Eso le gustó. La acompañó a los ascensores, sacudiendo la cabeza por ella, y por sí mismo. Subieron a la décima planta, dejaron atrás la espectacular galería de fotografías subacuáticas de la Antártida y entraron en la enorme sala de conferencias. Había unas doscientas personas. Para cuando llegaron los khembalies, todos los asientos estaban ocupados.

Frank se sentó casi en la última fila, fingiendo trabajar en su bloc de notas. El aire acondicionado caía sobre él como una bendición. Los conocidos se iban encontrando y sentándose en grupos, hablando de esto y lo otro. Los khembalies estaban en pie junto al atril, discutiendo sobre las disposiciones de los micrófonos con Anna y Laveta. El viejo embajador, Rudra Cakrin, llevaba sus vestiduras marrones, mientras que el resto del contingente khembalí iba con pantalones y camisas de algodón color hueso, como si estuvieran en la India. Rudra Cakrin necesitaba que le bajaran el micro. Su joven ayudante le echó una mano, y luego ajustó el suyo. Traducción; qué pesadez. Frank gimió quedamente.

Probaron los micros, y el ruido de voces se apagó. La sala estaba extraordinariamente llena, tuvo que admitir Frank, ya fuera por el factor de la extravagancia o no. Todavía había gente lo suficientemente interesada por las ideas como para pasarse la hora de comer escuchando una conferencia sobre la filosofía de la ciencia. Lo mismo ocurría en algunos departamentos de la UCSD, quizá incluso en la mayoría de los campus universitarios, a pesar del enloquecedor ritmo de vida. El tiempo y la energía sobrantes dedicados a la curiosidad: un rasgo de conducta fundamental de los homínidos. El rasgo básico que llevaba a la gente a hacer ciencia, que permitía la existencia de la ciencia, de hecho, a pesar de los regímenes embrutecedores de la expresión actual de la misma. Allí estaba él, después de todo, y no creía que pudiera haber nadie tan quemado y desencantado. Pero aun así seguía cierto tropismo sin poder evitarlo, como un girasol al mirar el sol.

El viejo monje ofrecía una imagen curiosa en lo alto de la tarima. Incongruente, en el mejor de los casos. Era posible que el público fuera una admirablemente curiosa audiencia, pero constituía también una panda de viejos tecnócratas endurecidos. Un público difícil, se diría, para un hombre arrugado envuelto en una toga y que ahora los miraba como desde un siglo de distancia, muy parecido en realidad a los primeros homínidos.

Y sin embargo allí estaba él, y allí estaban ellos.
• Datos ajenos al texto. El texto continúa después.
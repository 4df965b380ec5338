//! The Gilbert-Johnson-Keerthi distance algorithm.

use crate::math::{Point, Real, Vector, DIM};
use crate::query::gjk::{CSOVertex, SimplexReduction, VoronoiSimplex};

use num::Bounded;

/// Projects the origin onto the CSO of two convex hulls.
///
/// On return, `dir` is the vector from the origin to its projection onto the
/// simplex, which is also the vector from the closest point of the first
/// hull to the closest point of the second; the returned distance is its
/// length. When the simplex ends up with four vertices, the origin is inside
/// the CSO and the hulls overlap: `dir` is then the zero vector and the
/// returned distance is zero.
///
/// The incoming value of `dir` warm-starts the first support query. Any
/// vector works, including zero (the support oracle then picks the first
/// vertex of each hull and the next iteration re-seeds the direction), but a
/// direction close to the final one saves iterations.
///
/// The simplex is reset on entry and left holding the vertices supporting
/// the projection, with the barycentric weights of the last reduction.
///
/// Both hulls must be non-empty.
pub fn closest_point(
    hulls: [&[Point<Real>]; 2],
    dir: &mut Vector<Real>,
    simplex: &mut VoronoiSimplex,
) -> Real {
    simplex.clear();
    let mut distance = Real::max_value();

    while simplex.len() < DIM + 1 {
        simplex.push(CSOVertex::from_hulls(hulls, dir));

        if simplex.detect_support_cycle() {
            // The newest support revisits an earlier index pair: keeping it
            // would oscillate forever on this degenerate geometry.
            simplex.pop();
            log::trace!("support cycle, keeping the previous simplex");
            break;
        }

        if simplex.reduce() == SimplexReduction::Degenerate {
            *dir = simplex.project_origin();
            log::trace!("degenerate simplex, stopping at the current estimate");
            break;
        }

        *dir = simplex.project_origin();
        let last_distance = distance;
        distance = dir.norm();
        if distance >= last_distance {
            break;
        }
    }

    distance
}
Algo los había reunido, y no era sólo el aire acondicionado. Estaban sentados en sus sillas, atentos, corteses, abiertos a sugerencias. Frank sintió una pequeña punzada de orgullo. Así es como había empezado todo, en aquellas reuniones de la Royal Society en Londres en la década de 1660: escuchando educadamente una conferencia pronunciada por algún extraño personaje necesariamente autodidacta; preguntas corteses; una razonable reflexión sobre el asunto tratado por parte de todos los presentes. Un acuerdo tácito para mirar las cosas desde un punto de vista racional. Así había empezado todo.

El anciano miró a su público con expresión benévola. Parecía reflejar su atención, estudiarlos.

—¡Buenos días! —Dijo, y a continuación esbozó un gesto con la mano para indicar que había agotado su repertorio en inglés, excepto por lo que siguió—: Gracias.

Su joven ayudante dijo entonces:

—El rimpoche Rudra Cakrin, embajador de Khembalung en Estados Unidos, les agradece que hayan venido a escucharlo.

Era un poco redundante, pero entonces el anciano empezó a hablar en su lengua, el tibetano, había dicho Anna, una secuencia de sonidos bajos y guturales. Luego se detuvo, y el joven, el amigo de Anna, Drepung, empezó a traducir.

—El rimpoche dice que el budismo comienza en la experiencia personal. En la observación de lo que nos rodea y de nuestras reacciones y pensamientos. El proceso tiene… una base científica. Añade: Si realmente entiendo lo que queréis decir en Occidente cuando habláis de ciencia. Dice: Espero que me corrijáis si me equivoco. Pero a mi parecer la ciencia trata de las cosas sobre las cuales todos podemos estar de acuerdo.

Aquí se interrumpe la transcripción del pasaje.